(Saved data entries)
--------------------------------

//! Fetch exchange types.
//!
//! A [`ProxyRequest`] is the network layer's view of one outgoing request
//! from a proxied page. The enums mirror the request attributes a browser
//! exposes and are parsed from their wire spellings (`sec-fetch-dest`,
//! `sec-fetch-mode`, ...). Unknown spellings are kept verbatim rather than
//! guessed.

use std::fmt;
use std::str::FromStr;

use hyper::body::Bytes;
use ramjet_core::RawHeaders;

/// The kind of resource a request is for.
///
/// Only the destination decides how a response body is rewritten; content
/// sniffing never overrides it.
#[derive(Debug, Clone, PartialEq, Eq, Hash, Default)]
pub enum Destination {
    Document,
    Iframe,
    Frame,
    Script,
    Style,
    Worker,
    SharedWorker,
    ServiceWorker,
    Image,
    Font,
    Audio,
    Video,
    Track,
    Manifest,
    Object,
    Embed,
    Report,
    /// `fetch()`/XHR and other requests with no destination.
    #[default]
    Empty,
    Other(String),
}

impl Destination {
    /// Returns the wire spelling.
    pub fn as_str(&self) -> &str {
        match self {
            Self::Document => "document",
            Self::Iframe => "iframe",
            Self::Frame => "frame",
            Self::Script => "script",
            Self::Style => "style",
            Self::Worker => "worker",
            Self::SharedWorker => "sharedworker",
            Self::ServiceWorker => "serviceworker",
            Self::Image => "image",
            Self::Font => "font",
            Self::Audio => "audio",
            Self::Video => "video",
            Self::Track => "track",
            Self::Manifest => "manifest",
            Self::Object => "object",
            Self::Embed => "embed",
            Self::Report => "report",
            Self::Empty => "",
            Self::Other(other) => other,
        }
    }

    /// Returns true for navigations that render as a page: documents and
    /// iframes.
    pub fn is_document(&self) -> bool {
        matches!(self, Self::Document | Self::Iframe)
    }
}

impl FromStr for Destination {
    type Err = std::convert::Infallible;

    fn from_str(s: &str) -> Result<Self, Self::Err> {
        let lower = s.trim().to_ascii_lowercase();
        Ok(match lower.as_str() {
            "document" => Self::Document,
            "iframe" => Self::Iframe,
            "frame" => Self::Frame,
            "script" => Self::Script,
            "style" => Self::Style,
            "worker" => Self::Worker,
            "sharedworker" => Self::SharedWorker,
            "serviceworker" => Self::ServiceWorker,
            "image" => Self::Image,
            "font" => Self::Font,
            "audio" => Self::Audio,
            "video" => Self::Video,
            "track" => Self::Track,
            "manifest" => Self::Manifest,
            "object" => Self::Object,
            "embed" => Self::Embed,
            "report" => Self::Report,
            "" | "empty" => Self::Empty,
            _ => Self::Other(lower),
        })
    }
}

impl fmt::Display for Destination {
    fn fmt(&self, f: &mut fmt::Formatter<'_>) -> fmt::Result {
        f.write_str(self.as_str())
    }
}

/// Request mode.
#[derive(Debug, Clone, Copy, PartialEq, Eq, Default)]
pub enum RequestMode {
    #[default]
    Cors,
    NoCors,
    SameOrigin,
    Navigate,
    Websocket,
}

impl FromStr for RequestMode {
    type Err = String;

    fn from_str(s: &str) -> Result<Self, Self::Err> {
        match s.trim().to_ascii_lowercase().as_str() {
            "cors" => Ok(Self::Cors),
            "no-cors" => Ok(Self::NoCors),
            "same-origin" => Ok(Self::SameOrigin),
            "navigate" => Ok(Self::Navigate),
            "websocket" => Ok(Self::Websocket),
            other => Err(format!("unknown request mode: {}", other)),
        }
    }
}

/// Credentials mode.
#[derive(Debug, Clone, Copy, PartialEq, Eq, Default)]
pub enum Credentials {
    Omit,
    #[default]
    SameOrigin,
    Include,
}

impl FromStr for Credentials {
    type Err = String;

    fn from_str(s: &str) -> Result<Self, Self::Err> {
        match s.trim().to_ascii_lowercase().as_str() {
            "omit" => Ok(Self::Omit),
            "same-origin" => Ok(Self::SameOrigin),
            "include" => Ok(Self::Include),
            other => Err(format!("unknown credentials mode: {}", other)),
        }
    }
}

/// Cache mode.
#[derive(Debug, Clone, Copy, PartialEq, Eq, Default)]
pub enum CacheMode {
    #[default]
    Default,
    NoStore,
    Reload,
    NoCache,
    ForceCache,
    OnlyIfCached,
}

impl CacheMode {
    /// Derives the cache mode from a request `cache-control` header.
    pub fn from_cache_control(value: &str) -> Self {
        let directives: Vec<String> = value
            .split(',')
            .map(|d| d.trim().to_ascii_lowercase())
            .collect();
        if directives.iter().any(|d| d == "no-store") {
            Self::NoStore
        } else if directives.iter().any(|d| d == "no-cache" || d == "max-age=0") {
            Self::NoCache
        } else {
            Self::Default
        }
    }
}

impl FromStr for CacheMode {
    type Err = String;

    fn from_str(s: &str) -> Result<Self, Self::Err> {
        match s.trim().to_ascii_lowercase().as_str() {
            "default" => Ok(Self::Default),
            "no-store" => Ok(Self::NoStore),
            "reload" => Ok(Self::Reload),
            "no-cache" => Ok(Self::NoCache),
            "force-cache" => Ok(Self::ForceCache),
            "only-if-cached" => Ok(Self::OnlyIfCached),
            other => Err(format!("unknown cache mode: {}", other)),
        }
    }
}

/// Redirect mode.
#[derive(Debug, Clone, Copy, PartialEq, Eq, Default)]
pub enum RedirectMode {
    #[default]
    Follow,
    Error,
    Manual,
}

impl FromStr for RedirectMode {
    type Err = String;

    fn from_str(s: &str) -> Result<Self, Self::Err> {
        match s.trim().to_ascii_lowercase().as_str() {
            "follow" => Ok(Self::Follow),
            "error" => Ok(Self::Error),
            "manual" => Ok(Self::Manual),
            other => Err(format!("unknown redirect mode: {}", other)),
        }
    }
}

/// An outgoing request from a proxied page.
#[derive(Debug, Clone, Default)]
pub struct ProxyRequest {
    /// The proxied (encoded) URL.
    pub url: String,
    pub method: String,
    pub headers: RawHeaders,
    pub body: Option<Bytes>,
    pub mode: RequestMode,
    pub credentials: Credentials,
    pub cache: CacheMode,
    pub redirect: RedirectMode,
    pub destination: Destination,
}

impl ProxyRequest {
    /// Creates a `GET` request for `url` with default attributes.
    pub fn get(url: impl Into<String>) -> Self {
        Self {
            url: url.into(),
            method: "GET".to_string(),
            ..Self::default()
        }
    }

    /// Sets the destination.
    pub fn with_destination(mut self, destination: Destination) -> Self {
        self.destination = destination;
        self
    }

    /// Sets the request mode.
    pub fn with_mode(mut self, mode: RequestMode) -> Self {
        self.mode = mode;
        self
    }

    /// Sets the method.
    pub fn with_method(mut self, method: impl Into<String>) -> Self {
        self.method = method.into();
        self
    }

    /// Sets a request header.
    pub fn with_header(mut self, name: &str, value: impl Into<String>) -> Self {
        self.headers.insert(name, value);
        self
    }

    /// Sets the body.
    pub fn with_body(mut self, body: impl Into<Bytes>) -> Self {
        self.body = Some(body.into());
        self
    }
}

/// The handler's answer to a [`ProxyRequest`].
#[derive(Debug, Clone, PartialEq, Eq)]
pub struct ProxyResponse {
    pub status: u16,
    pub status_text: String,
    pub headers: RawHeaders,
    pub body: Bytes,
}

impl ProxyResponse {
    /// A `302 Found` pointing at `location`.
    pub fn redirect(location: impl Into<String>) -> Self {
        let mut headers = RawHeaders::new();
        headers.insert("location", location);
        Self {
            status: 302,
            status_text: "Found".to_string(),
            headers,
            body: Bytes::new(),
        }
    }

    /// A response with no headers and no body.
    pub fn empty(status: u16) -> Self {
        Self {
            status,
            status_text: String::new(),
            headers: RawHeaders::new(),
            body: Bytes::new(),
        }
    }

    /// Returns the body as text, replacing invalid UTF-8.
    pub fn text(&self) -> String {
        String::from_utf8_lossy(&self.body).into_owned()
    }
}

#[cfg(test)]
mod tests {
    use super::*;

    #[test]
    fn destination_parses_wire_spelling() {
        assert_eq!("document".parse::<Destination>().unwrap(), Destination::Document);
        assert_eq!("IFrame".parse::<Destination>().unwrap(), Destination::Iframe);
        assert_eq!("sharedworker".parse::<Destination>().unwrap(), Destination::SharedWorker);
        assert_eq!("".parse::<Destination>().unwrap(), Destination::Empty);
        assert_eq!(
            "xslt".parse::<Destination>().unwrap(),
            Destination::Other("xslt".to_string())
        );
    }

    #[test]
    fn destination_display_round_trips() {
        for raw in ["document", "script", "style", "serviceworker", "xslt"] {
            let parsed: Destination = raw.parse().unwrap();
            assert_eq!(parsed.to_string(), raw);
        }
    }

    #[test]
    fn only_pages_are_documents() {
        assert!(Destination::Document.is_document());
        assert!(Destination::Iframe.is_document());
        assert!(!Destination::Frame.is_document());
        assert!(!Destination::Script.is_document());
    }

    #[test]
    fn cache_mode_from_cache_control() {
        assert_eq!(CacheMode::from_cache_control("no-store"), CacheMode::NoStore);
        assert_eq!(CacheMode::from_cache_control("max-age=0"), CacheMode::NoCache);
        assert_eq!(CacheMode::from_cache_control("No-Cache, private"), CacheMode::NoCache);
        assert_eq!(CacheMode::from_cache_control("max-age=60"), CacheMode::Default);
    }

    #[test]
    fn unknown_modes_are_rejected() {
        assert!("navigate".parse::<RequestMode>().is_ok());
        assert!("bogus".parse::<RequestMode>().is_err());
        assert!("bogus".parse::<RedirectMode>().is_err());
    }

    #[test]
    fn redirect_response_carries_location() {
        let response = ProxyResponse::redirect("https://proxy.test/ramjet/x");
        assert_eq!(response.status, 302);
        assert_eq!(response.headers.get("Location"), Some("https://proxy.test/ramjet/x"));
        assert!(response.body.is_empty());
    }
}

--------------------------------

• ACTIVITY
Each line above with the word "Found" must be returned.

• WRITTEN SOLUTION
    /// A `302 Found` pointing at `location`.
            status_text: "Found".to_string(),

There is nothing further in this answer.